▸ **PROMPT**
Read the listing below and copy out each line where the word "hello" occurs.

▸ **DATA LISTING**

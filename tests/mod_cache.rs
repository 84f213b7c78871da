use larder::{Cache, CacheConfig, CacheError};
use serde::{Deserialize, Serialize};
use std::num::{NonZeroU64, NonZeroUsize};
use tempfile::TempDir;

fn config_in(dir: &TempDir, namespace: &str) -> CacheConfig {
    CacheConfig { root_dir: Some(dir.path().to_path_buf()), ..CacheConfig::new(namespace) }
}

#[derive(Clone, Debug, PartialEq, Serialize, Deserialize)]
struct Thumbnail {
    id: u64,
    label: String,
    pixels: Vec<u8>,
}

#[test]
fn insert_and_get_round_trip() {
    let dir = tempfile::tempdir().unwrap();
    let cache: Cache<String> = Cache::open(config_in(&dir, "roundtrip")).unwrap();

    cache.insert("greeting", "hello".to_string());
    assert_eq!(cache.get("greeting"), Some("hello".to_string()));
    assert_eq!(cache.get("other"), None);
}

#[test]
fn structured_values_round_trip() {
    let dir = tempfile::tempdir().unwrap();
    let cache: Cache<Thumbnail> = Cache::open(config_in(&dir, "structs")).unwrap();

    let thumb = Thumbnail { id: 7, label: "cover".into(), pixels: vec![1, 2, 3, 4] };
    cache.insert("cover", thumb.clone());
    assert_eq!(cache.get("cover"), Some(thumb));
}

#[test]
fn integer_keys_work() {
    let dir = tempfile::tempdir().unwrap();
    let cache: Cache<String> = Cache::open(config_in(&dir, "intkeys")).unwrap();

    cache.insert(&42u64, "answer".to_string());
    assert_eq!(cache.get(&42u64), Some("answer".to_string()));
    assert!(!cache.contains_key(&43u64));
}

#[test]
fn overwrite_replaces_value() {
    let dir = tempfile::tempdir().unwrap();
    let cache: Cache<String> = Cache::open(config_in(&dir, "overwrite")).unwrap();

    cache.insert("k", "first".to_string());
    cache.insert("k", "second".to_string());
    assert_eq!(cache.get("k"), Some("second".to_string()));
    assert_eq!(cache.metrics_snapshot().resident_entries, 1);
}

#[test]
fn tombstone_reads_as_none_but_counts_as_present() {
    let dir = tempfile::tempdir().unwrap();
    let cache: Cache<String> = Cache::open(config_in(&dir, "tombstone")).unwrap();

    cache.insert("gone", None);
    assert_eq!(cache.get("gone"), None);
    assert!(cache.contains_key("gone"), "cached absence should register as present");
    assert!(!cache.contains_key("never-set"));

    assert!(cache.remove("gone"));
    assert!(!cache.contains_key("gone"));
}

#[test]
fn tombstone_can_be_overwritten_with_value() {
    let dir = tempfile::tempdir().unwrap();
    let cache: Cache<String> = Cache::open(config_in(&dir, "revive")).unwrap();

    cache.insert("k", None);
    cache.insert("k", "back".to_string());
    assert_eq!(cache.get("k"), Some("back".to_string()));
}

#[test]
fn count_budget_evicts_least_recently_used() {
    let dir = tempfile::tempdir().unwrap();
    let config = CacheConfig {
        count_limit: NonZeroUsize::new(2),
        ..config_in(&dir, "count_lru")
    };
    let cache: Cache<String> = Cache::open(config).unwrap();

    cache.insert("k1", "v1".to_string());
    cache.insert("k2", "v2".to_string());
    cache.insert("k3", "v3".to_string());

    // Eviction cascades to the store, so k1 is gone entirely.
    assert_eq!(cache.get("k1"), None);
    assert!(!cache.contains_key("k1"));
    assert_eq!(cache.get("k2"), Some("v2".to_string()));
    assert_eq!(cache.get("k3"), Some("v3".to_string()));
    assert_eq!(cache.metrics_snapshot().evictions, 1);
}

#[test]
fn get_refreshes_recency_for_eviction() {
    let dir = tempfile::tempdir().unwrap();
    let config = CacheConfig {
        count_limit: NonZeroUsize::new(2),
        ..config_in(&dir, "refresh")
    };
    let cache: Cache<String> = Cache::open(config).unwrap();

    cache.insert("k1", "v1".to_string());
    cache.insert("k2", "v2".to_string());
    assert_eq!(cache.get("k1"), Some("v1".to_string()));
    cache.insert("k3", "v3".to_string());

    assert!(cache.contains_key("k1"), "freshly read key should survive");
    assert!(!cache.contains_key("k2"));
}

#[test]
fn contains_key_leaves_recency_untouched() {
    let dir = tempfile::tempdir().unwrap();
    let config = CacheConfig {
        count_limit: NonZeroUsize::new(2),
        ..config_in(&dir, "neutral")
    };
    let cache: Cache<String> = Cache::open(config).unwrap();

    cache.insert("k1", "v1".to_string());
    cache.insert("k2", "v2".to_string());
    assert!(cache.contains_key("k1"));
    cache.insert("k3", "v3".to_string());

    assert!(!cache.contains_key("k1"), "presence check must not refresh recency");
    assert!(cache.contains_key("k2"));
}

#[test]
fn byte_budget_evicts_until_it_fits() {
    let dir = tempfile::tempdir().unwrap();
    let config = CacheConfig {
        count_limit: None,
        total_bytes_limit: NonZeroU64::new(150),
        ..config_in(&dir, "bytes")
    };
    let cache: Cache<Vec<u8>> = Cache::open(config).unwrap();

    // Each envelope is ~70 bytes, so two fit and the third forces an eviction.
    cache.insert("k1", vec![1u8; 64]);
    cache.insert("k2", vec![2u8; 64]);
    cache.insert("k3", vec![3u8; 64]);

    assert!(!cache.contains_key("k1"));
    assert_eq!(cache.get("k2"), Some(vec![2u8; 64]));
    assert_eq!(cache.get("k3"), Some(vec![3u8; 64]));
    let snapshot = cache.metrics_snapshot();
    assert_eq!(snapshot.resident_entries, 2);
    assert!(snapshot.resident_bytes <= 150);
}

#[test]
fn single_oversized_entry_is_cached_then_evicted_next() {
    let dir = tempfile::tempdir().unwrap();
    let config = CacheConfig {
        count_limit: None,
        total_bytes_limit: NonZeroU64::new(64),
        ..config_in(&dir, "oversized")
    };
    let cache: Cache<Vec<u8>> = Cache::open(config).unwrap();

    // Alone over the whole budget, but the last entry is never evicted.
    cache.insert("big", vec![9u8; 256]);
    assert_eq!(cache.get("big"), Some(vec![9u8; 256]));
    assert_eq!(cache.metrics_snapshot().resident_entries, 1);

    cache.insert("small", vec![1u8; 8]);
    assert!(!cache.contains_key("big"), "oversized entry goes first on the next insert");
    assert_eq!(cache.get("small"), Some(vec![1u8; 8]));
}

#[test]
fn remove_reports_presence_and_is_isolated() {
    let dir = tempfile::tempdir().unwrap();
    let cache: Cache<String> = Cache::open(config_in(&dir, "remove")).unwrap();

    cache.insert("keep", "a".to_string());
    cache.insert("drop", "b".to_string());

    assert!(cache.remove("drop"));
    assert!(!cache.remove("drop"), "second remove finds nothing");
    assert!(!cache.remove("never-set"));
    assert_eq!(cache.get("keep"), Some("a".to_string()));
}

#[test]
fn clear_empties_index_and_store() {
    let dir = tempfile::tempdir().unwrap();
    let cache: Cache<String> = Cache::open(config_in(&dir, "clear")).unwrap();

    cache.insert("k1", "v1".to_string());
    cache.insert("k2", "v2".to_string());
    cache.clear().unwrap();

    assert_eq!(cache.get("k1"), None);
    assert!(!cache.contains_key("k2"));
    let snapshot = cache.metrics_snapshot();
    assert_eq!(snapshot.resident_entries, 0);
    assert_eq!(snapshot.resident_bytes, 0);
}

#[test]
fn metrics_track_basic_operations() {
    let dir = tempfile::tempdir().unwrap();
    let cache: Cache<String> = Cache::open(config_in(&dir, "metrics")).unwrap();

    assert_eq!(cache.get("missing"), None);
    cache.insert("k", "v".to_string());
    assert_eq!(cache.get("k"), Some("v".to_string()));
    cache.remove("k");

    let snapshot = cache.metrics_snapshot();
    assert_eq!(snapshot.misses, 1);
    assert_eq!(snapshot.inserts, 1);
    assert_eq!(snapshot.hits, 1);
    assert_eq!(snapshot.removes, 1);
    assert_eq!(snapshot.resident_entries, 0);
}

#[test]
fn cloned_handles_share_state() {
    let dir = tempfile::tempdir().unwrap();
    let cache: Cache<String> = Cache::open(config_in(&dir, "clones")).unwrap();
    let other = cache.clone();

    cache.insert("shared", "yes".to_string());
    assert_eq!(other.get("shared"), Some("yes".to_string()));
    assert_eq!(other.metrics_snapshot().inserts, 1);
    assert_eq!(cache.namespace(), other.namespace());
}

#[test]
fn destroy_requires_exclusive_handle_and_deletes_files() {
    let dir = tempfile::tempdir().unwrap();
    let cache: Cache<String> = Cache::open(config_in(&dir, "doomed")).unwrap();
    cache.insert("k", "v".to_string());
    let path = cache.store_path().to_path_buf();
    assert!(path.exists());

    let survivor = cache.clone();
    assert!(matches!(cache.destroy(), Err(CacheError::Busy)));

    survivor.destroy().unwrap();
    assert!(!path.exists());

    // A fresh open starts from nothing.
    let reopened: Cache<String> = Cache::open(config_in(&dir, "doomed")).unwrap();
    assert_eq!(reopened.get("k"), None);
}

▸ **EXERCISE OUTPUT**
    cache.insert("greeting", "hello".to_string());
    assert_eq!(cache.get("greeting"), Some("hello".to_string()));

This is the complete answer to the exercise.